| WORK TASK |
Output every line below exactly.

Stored data entries
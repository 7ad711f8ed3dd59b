//! Top-level router: health at the root, the versioned API tree, and the
//! middleware stack. `main` and the integration tests both build the app
//! through [`build_app_router`] so they exercise identical routing.

use std::time::Duration;

use axum::http::header::{AUTHORIZATION, CONTENT_TYPE};
use axum::http::{HeaderName, Method, StatusCode};
use axum::Router;
use tower_http::catch_panic::CatchPanicLayer;
use tower_http::cors::CorsLayer;
use tower_http::request_id::{MakeRequestUuid, PropagateRequestIdLayer, SetRequestIdLayer};
use tower_http::timeout::TimeoutLayer;
use tower_http::trace::{DefaultMakeSpan, DefaultOnResponse, TraceLayer};
use tracing::Level;

use crate::config::ServerConfig;
use crate::routes;
use crate::state::AppState;

const REQUEST_ID_HEADER: &str = "x-request-id";

pub fn build_app_router(state: AppState, config: &ServerConfig) -> Router {
    let request_id = HeaderName::from_static(REQUEST_ID_HEADER);

    // Layers run top-to-bottom on the way in, so the panic catcher must be
    // added last here (axum applies .layer() bottom-up) to wrap everything.
    Router::new()
        .merge(routes::health::router())
        .nest("/api/v1", routes::api_routes())
        .layer(CatchPanicLayer::new())
        .layer(TimeoutLayer::with_status_code(
            StatusCode::REQUEST_TIMEOUT,
            Duration::from_secs(config.request_timeout_secs),
        ))
        .layer(PropagateRequestIdLayer::new(request_id.clone()))
        .layer(
            TraceLayer::new_for_http()
                .make_span_with(DefaultMakeSpan::new().level(Level::INFO))
                .on_response(DefaultOnResponse::new().level(Level::INFO)),
        )
        .layer(SetRequestIdLayer::new(request_id, MakeRequestUuid))
        .layer(cors(config))
        .with_state(state)
}

/// CORS for the browser frontend. A malformed configured origin aborts
/// startup rather than silently serving a half-open policy.
fn cors(config: &ServerConfig) -> CorsLayer {
    let origins = config
        .cors_origins
        .iter()
        .map(|origin| {
            origin
                .parse()
                .unwrap_or_else(|e| panic!("Invalid CORS origin '{origin}': {e}"))
        })
        .collect::<Vec<_>>();

    CorsLayer::new()
        .allow_origin(origins)
        .allow_methods([
            Method::GET,
            Method::POST,
            Method::PUT,
            Method::DELETE,
            Method::PATCH,
        ])
        .allow_headers([CONTENT_TYPE, AUTHORIZATION])
        .allow_credentials(true)
        .max_age(Duration::from_secs(3600))
}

| OUTPUT FOR THIS EXERCISE |
repository 7ad711f8ed3dd59b
//! Top-level router: health at the root, the versioned API tree, and the
//! middleware stack. `main` and the integration tests both build the app
//! through [`build_app_router`] so they exercise identical routing.

use std::time::Duration;

use axum::http::header::{AUTHORIZATION, CONTENT_TYPE};
use axum::http::{HeaderName, Method, StatusCode};
use axum::Router;
use tower_http::catch_panic::CatchPanicLayer;
use tower_http::cors::CorsLayer;
use tower_http::request_id::{MakeRequestUuid, PropagateRequestIdLayer, SetRequestIdLayer};
use tower_http::timeout::TimeoutLayer;
use tower_http::trace::{DefaultMakeSpan, DefaultOnResponse, TraceLayer};
use tracing::Level;

use crate::config::ServerConfig;
use crate::routes;
use crate::state::AppState;

const REQUEST_ID_HEADER: &str = "x-request-id";

pub fn build_app_router(state: AppState, config: &ServerConfig) -> Router {
    let request_id = HeaderName::from_static(REQUEST_ID_HEADER);

    // Layers run top-to-bottom on the way in, so the panic catcher must be
    // added last here (axum applies .layer() bottom-up) to wrap everything.
    Router::new()
        .merge(routes::health::router())
        .nest("/api/v1", routes::api_routes())
        .layer(CatchPanicLayer::new())
        .layer(TimeoutLayer::with_status_code(
            StatusCode::REQUEST_TIMEOUT,
            Duration::from_secs(config.request_timeout_secs),
        ))
        .layer(PropagateRequestIdLayer::new(request_id.clone()))
        .layer(
            TraceLayer::new_for_http()
                .make_span_with(DefaultMakeSpan::new().level(Level::INFO))
                .on_response(DefaultOnResponse::new().level(Level::INFO)),
        )
        .layer(SetRequestIdLayer::new(request_id, MakeRequestUuid))
        .layer(cors(config))
        .with_state(state)
}

/// CORS for the browser frontend. A malformed configured origin aborts
/// startup rather than silently serving a half-open policy.
fn cors(config: &ServerConfig) -> CorsLayer {
    let origins = config
        .cors_origins
        .iter()
        .map(|origin| {
            origin
                .parse()
                .unwrap_or_else(|e| panic!("Invalid CORS origin '{origin}': {e}"))
        })
        .collect::<Vec<_>>();

    CorsLayer::new()
        .allow_origin(origins)
        .allow_methods([
            Method::GET,
            Method::POST,
            Method::PUT,
            Method::DELETE,
            Method::PATCH,
        ])
        .allow_headers([CONTENT_TYPE, AUTHORIZATION])
        .allow_credentials(true)
        .max_age(Duration::from_secs(3600))
}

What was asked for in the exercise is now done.